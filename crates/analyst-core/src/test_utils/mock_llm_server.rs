// src/test_utils/mock_llm_server.rs
use axum::{routing::post, Json, Router};
use serde_json::{json, Value};
use std::collections::VecDeque;
use std::net::SocketAddr;
use std::sync::{Arc, Mutex};
use tokio::net::TcpListener;

use crate::core_types::Message;
use crate::errors::AnalystError;
use serde::{Deserialize, Serialize};

/// The parts of a chat-completions request the tests inspect.
#[derive(Deserialize, Serialize, Debug, Clone)]
pub struct MockChatRequest {
    pub model: String,
    pub messages: Vec<Message>,
    #[serde(default)]
    pub response_format: Option<Value>,
    #[serde(default)]
    pub temperature: Option<f32>,
}

#[derive(Clone)]
struct MockServerState {
    responses: Arc<Mutex<VecDeque<Result<String, AnalystError>>>>,
    requests: Arc<Mutex<Vec<MockChatRequest>>>,
}

impl MockServerState {
    fn new(responses: Vec<Result<String, AnalystError>>) -> Self {
        Self {
            responses: Arc::new(Mutex::new(VecDeque::from(responses))),
            requests: Arc::new(Mutex::new(Vec::new())),
        }
    }
}

async fn chat_completions_handler(
    axum::extract::State(state): axum::extract::State<MockServerState>,
    Json(payload): Json<MockChatRequest>,
) -> Result<Json<Value>, axum::http::StatusCode> {
    log::debug!("Mock LLM server received {} messages", payload.messages.len());
    state.requests.lock().unwrap().push(payload);

    match state.responses.lock().unwrap().pop_front() {
        Some(Ok(content)) => Ok(Json(json!({
            "id": "chatcmpl-mock",
            "object": "chat.completion",
            "choices": [{
                "index": 0,
                "message": {"role": "assistant", "content": content},
                "finish_reason": "stop"
            }],
            "usage": {"prompt_tokens": 1, "completion_tokens": 1, "total_tokens": 2}
        }))),
        Some(Err(e)) => {
            log::error!("Mock LLM server simulating an error: {:?}", e);
            Err(axum::http::StatusCode::INTERNAL_SERVER_ERROR)
        }
        None => {
            log::error!("Mock LLM server ran out of responses!");
            Err(axum::http::StatusCode::SERVICE_UNAVAILABLE)
        }
    }
}

/// OpenAI-compatible chat-completions endpoint serving canned replies.
pub struct MockLLMServer {
    addr: SocketAddr,
    shutdown_tx: tokio::sync::oneshot::Sender<()>,
    pub recorded_requests: Arc<Mutex<Vec<MockChatRequest>>>,
}

impl MockLLMServer {
    pub async fn start(responses: Vec<Result<String, AnalystError>>) -> Self {
        let state = MockServerState::new(responses);
        let recorded_requests_clone = state.requests.clone();

        let app = Router::new()
            .route("/v1/chat/completions", post(chat_completions_handler))
            .with_state(state);

        let listener = TcpListener::bind("127.0.0.1:0").await.unwrap_or_else(|e| {
            panic!("Failed to bind mock server to 127.0.0.1:0. Error: {}", e);
        });
        let addr = listener.local_addr().unwrap();
        log::info!("Mock LLM server listening on {}", addr);

        let (shutdown_tx, shutdown_rx) = tokio::sync::oneshot::channel::<()>();

        tokio::spawn(async move {
            axum::serve(listener, app)
                .with_graceful_shutdown(async {
                    shutdown_rx.await.ok();
                })
                .await
                .unwrap_or_else(|e| {
                    log::error!("Mock LLM server error: {}", e);
                });
        });

        MockLLMServer {
            addr,
            shutdown_tx,
            recorded_requests: recorded_requests_clone,
        }
    }

    /// Base URL to hand to an OpenAI-compatible client.
    pub fn base_url(&self) -> String {
        format!("http://{}/v1", self.addr)
    }

    pub async fn shutdown(self) {
        if self.shutdown_tx.send(()).is_err() {
            log::warn!("Mock LLM server shutdown signal already sent or receiver dropped.");
        }
        tokio::time::sleep(tokio::time::Duration::from_millis(100)).await;
    }

    pub fn get_requests(&self) -> Vec<MockChatRequest> {
        self.recorded_requests.lock().unwrap().clone()
    }
}
//! Disposable execution sandbox for generated code.
//!
//! A `SessionWorkspace` owns the scratch directory, the `EnvironmentManager`
//! provisions an isolated Python environment inside it, and a `CodeExecutor`
//! runs one code unit under a deadline and reports what happened. Isolation is
//! limited to the process boundary and the deadline.

use async_trait::async_trait;
use serde_json::{json, Value};
use std::time::Duration;

use crate::errors::AnalystError;

pub mod builtins;
pub mod environment;
pub mod subprocess;
pub mod workspace;

pub use environment::{Dependency, EnvironmentHandle, EnvironmentManager, InstallFailure};
pub use subprocess::SubprocessExecutor;
pub use workspace::SessionWorkspace;

pub const EXECUTION_ERROR_MARKER: &str = "--- EXECUTION ERROR ---";
pub const INSTALLATION_ERROR_MARKER: &str = "--- UV INSTALLATION ERROR ---";

/// Value left in the `result` slot by the executed code.
#[derive(Debug, Clone, PartialEq)]
pub enum CapturedResult {
    Json(Value),
    /// The result file existed but could not be decoded.
    Malformed(String),
}

impl CapturedResult {
    /// The structured value handed to the orchestrator. A malformed capture is
    /// reported as an error object rather than raised.
    pub fn into_value(self) -> Value {
        match self {
            CapturedResult::Json(value) => value,
            CapturedResult::Malformed(details) => json!({
                "error": "Failed to deserialize result variable",
                "details": details,
            }),
        }
    }
}

#[derive(Debug, Clone, PartialEq, Eq)]
pub enum ExecutionStatus {
    Succeeded,
    InstallFailed,
    Failed { exit_code: Option<i32> },
    TimedOut,
}

impl ExecutionStatus {
    pub fn label(&self) -> String {
        match self {
            ExecutionStatus::Succeeded => "succeeded".to_string(),
            ExecutionStatus::InstallFailed => "install_failed".to_string(),
            ExecutionStatus::Failed { exit_code: Some(code) } => format!("failed (exit {})", code),
            ExecutionStatus::Failed { exit_code: None } => "failed (signal)".to_string(),
            ExecutionStatus::TimedOut => "timed_out".to_string(),
        }
    }
}

/// Everything observed while running one code unit.
///
/// Retry decisions look at `stderr` only: an empty stderr means no error, even
/// if `status` says otherwise.
#[derive(Debug, Clone)]
pub struct ExecutionOutcome {
    pub stdout: String,
    pub stderr: String,
    pub result: Option<CapturedResult>,
    pub status: ExecutionStatus,
}

impl ExecutionOutcome {
    pub fn install_failed(failure: &InstallFailure) -> Self {
        Self {
            stdout: String::new(),
            stderr: format!("{}\n{}", INSTALLATION_ERROR_MARKER, failure.output),
            result: None,
            status: ExecutionStatus::InstallFailed,
        }
    }

    pub fn has_error(&self) -> bool {
        !self.stderr.is_empty()
    }

    /// Text forwarded to the oracle after a non-successful attempt.
    pub fn feedback(&self) -> &str {
        if self.has_error() {
            &self.stderr
        } else {
            &self.stdout
        }
    }
}

#[async_trait]
pub trait CodeExecutor: Send + Sync {
    /// Install `dependencies`, then run `code` inside `environment` for at most
    /// `deadline`. Recoverable failures are reported through the outcome; an
    /// `Err` means the sandbox itself is broken.
    async fn run(
        &self,
        environment: &EnvironmentHandle,
        code: &str,
        dependencies: &[String],
        deadline: Duration,
    ) -> Result<ExecutionOutcome, AnalystError>;
}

_ _ _ _ _

[Work instruction]
Retype every line of the listing above exactly as given.

[Response to this task]
filename crates/analyst-core/src/test_utils/mock_llm_server.rs
// src/test_utils/mock_llm_server.rs
use axum::{routing::post, Json, Router};
use serde_json::{json, Value};
use std::collections::VecDeque;
use std::net::SocketAddr;
use std::sync::{Arc, Mutex};
use tokio::net::TcpListener;

use crate::core_types::Message;
use crate::errors::AnalystError;
use serde::{Deserialize, Serialize};

/// The parts of a chat-completions request the tests inspect.
#[derive(Deserialize, Serialize, Debug, Clone)]
pub struct MockChatRequest {
    pub model: String,
    pub messages: Vec<Message>,
    #[serde(default)]
    pub response_format: Option<Value>,
    #[serde(default)]
    pub temperature: Option<f32>,
}

#[derive(Clone)]
struct MockServerState {
    responses: Arc<Mutex<VecDeque<Result<String, AnalystError>>>>,
    requests: Arc<Mutex<Vec<MockChatRequest>>>,
}

impl MockServerState {
    fn new(responses: Vec<Result<String, AnalystError>>) -> Self {
        Self {
            responses: Arc::new(Mutex::new(VecDeque::from(responses))),
            requests: Arc::new(Mutex::new(Vec::new())),
        }
    }
}

async fn chat_completions_handler(
    axum::extract::State(state): axum::extract::State<MockServerState>,
    Json(payload): Json<MockChatRequest>,
) -> Result<Json<Value>, axum::http::StatusCode> {
    log::debug!("Mock LLM server received {} messages", payload.messages.len());
    state.requests.lock().unwrap().push(payload);

    match state.responses.lock().unwrap().pop_front() {
        Some(Ok(content)) => Ok(Json(json!({
            "id": "chatcmpl-mock",
            "object": "chat.completion",
            "choices": [{
                "index": 0,
                "message": {"role": "assistant", "content": content},
                "finish_reason": "stop"
            }],
            "usage": {"prompt_tokens": 1, "completion_tokens": 1, "total_tokens": 2}
        }))),
        Some(Err(e)) => {
            log::error!("Mock LLM server simulating an error: {:?}", e);
            Err(axum::http::StatusCode::INTERNAL_SERVER_ERROR)
        }
        None => {
            log::error!("Mock LLM server ran out of responses!");
            Err(axum::http::StatusCode::SERVICE_UNAVAILABLE)
        }
    }
}

/// OpenAI-compatible chat-completions endpoint serving canned replies.
pub struct MockLLMServer {
    addr: SocketAddr,
    shutdown_tx: tokio::sync::oneshot::Sender<()>,
    pub recorded_requests: Arc<Mutex<Vec<MockChatRequest>>>,
}

impl MockLLMServer {
    pub async fn start(responses: Vec<Result<String, AnalystError>>) -> Self {
        let state = MockServerState::new(responses);
        let recorded_requests_clone = state.requests.clone();

        let app = Router::new()
            .route("/v1/chat/completions", post(chat_completions_handler))
            .with_state(state);

        let listener = TcpListener::bind("127.0.0.1:0").await.unwrap_or_else(|e| {
            panic!("Failed to bind mock server to 127.0.0.1:0. Error: {}", e);
        });
        let addr = listener.local_addr().unwrap();
        log::info!("Mock LLM server listening on {}", addr);

        let (shutdown_tx, shutdown_rx) = tokio::sync::oneshot::channel::<()>();

        tokio::spawn(async move {
            axum::serve(listener, app)
                .with_graceful_shutdown(async {
                    shutdown_rx.await.ok();
                })
                .await
                .unwrap_or_else(|e| {
                    log::error!("Mock LLM server error: {}", e);
                });
        });

        MockLLMServer {
            addr,
            shutdown_tx,
            recorded_requests: recorded_requests_clone,
        }
    }

    /// Base URL to hand to an OpenAI-compatible client.
    pub fn base_url(&self) -> String {
        format!("http://{}/v1", self.addr)
    }

    pub async fn shutdown(self) {
        if self.shutdown_tx.send(()).is_err() {
            log::warn!("Mock LLM server shutdown signal already sent or receiver dropped.");
        }
        tokio::time::sleep(tokio::time::Duration::from_millis(100)).await;
    }

    pub fn get_requests(&self) -> Vec<MockChatRequest> {
        self.recorded_requests.lock().unwrap().clone()
    }
}
//! Disposable execution sandbox for generated code.
//!
//! A `SessionWorkspace` owns the scratch directory, the `EnvironmentManager`
//! provisions an isolated Python environment inside it, and a `CodeExecutor`
//! runs one code unit under a deadline and reports what happened. Isolation is
//! limited to the process boundary and the deadline.

use async_trait::async_trait;
use serde_json::{json, Value};
use std::time::Duration;

use crate::errors::AnalystError;

pub mod builtins;
pub mod environment;
pub mod subprocess;
pub mod workspace;

pub use environment::{Dependency, EnvironmentHandle, EnvironmentManager, InstallFailure};
pub use subprocess::SubprocessExecutor;
pub use workspace::SessionWorkspace;

pub const EXECUTION_ERROR_MARKER: &str = "--- EXECUTION ERROR ---";
pub const INSTALLATION_ERROR_MARKER: &str = "--- UV INSTALLATION ERROR ---";

/// Value left in the `result` slot by the executed code.
#[derive(Debug, Clone, PartialEq)]
pub enum CapturedResult {
    Json(Value),
    /// The result file existed but could not be decoded.
    Malformed(String),
}

impl CapturedResult {
    /// The structured value handed to the orchestrator. A malformed capture is
    /// reported as an error object rather than raised.
    pub fn into_value(self) -> Value {
        match self {
            CapturedResult::Json(value) => value,
            CapturedResult::Malformed(details) => json!({
                "error": "Failed to deserialize result variable",
                "details": details,
            }),
        }
    }
}

#[derive(Debug, Clone, PartialEq, Eq)]
pub enum ExecutionStatus {
    Succeeded,
    InstallFailed,
    Failed { exit_code: Option<i32> },
    TimedOut,
}

impl ExecutionStatus {
    pub fn label(&self) -> String {
        match self {
            ExecutionStatus::Succeeded => "succeeded".to_string(),
            ExecutionStatus::InstallFailed => "install_failed".to_string(),
            ExecutionStatus::Failed { exit_code: Some(code) } => format!("failed (exit {})", code),
            ExecutionStatus::Failed { exit_code: None } => "failed (signal)".to_string(),
            ExecutionStatus::TimedOut => "timed_out".to_string(),
        }
    }
}

/// Everything observed while running one code unit.
///
/// Retry decisions look at `stderr` only: an empty stderr means no error, even
/// if `status` says otherwise.
#[derive(Debug, Clone)]
pub struct ExecutionOutcome {
    pub stdout: String,
    pub stderr: String,
    pub result: Option<CapturedResult>,
    pub status: ExecutionStatus,
}

impl ExecutionOutcome {
    pub fn install_failed(failure: &InstallFailure) -> Self {
        Self {
            stdout: String::new(),
            stderr: format!("{}\n{}", INSTALLATION_ERROR_MARKER, failure.output),
            result: None,
            status: ExecutionStatus::InstallFailed,
        }
    }

    pub fn has_error(&self) -> bool {
        !self.stderr.is_empty()
    }

    /// Text forwarded to the oracle after a non-successful attempt.
    pub fn feedback(&self) -> &str {
        if self.has_error() {
            &self.stderr
        } else {
            &self.stdout
        }
    }
}

#[async_trait]
pub trait CodeExecutor: Send + Sync {
    /// Install `dependencies`, then run `code` inside `environment` for at most
    /// `deadline`. Recoverable failures are reported through the outcome; an
    /// `Err` means the sandbox itself is broken.
    async fn run(
        &self,
        environment: &EnvironmentHandle,
        code: &str,
        dependencies: &[String],
        deadline: Duration,
    ) -> Result<ExecutionOutcome, AnalystError>;
}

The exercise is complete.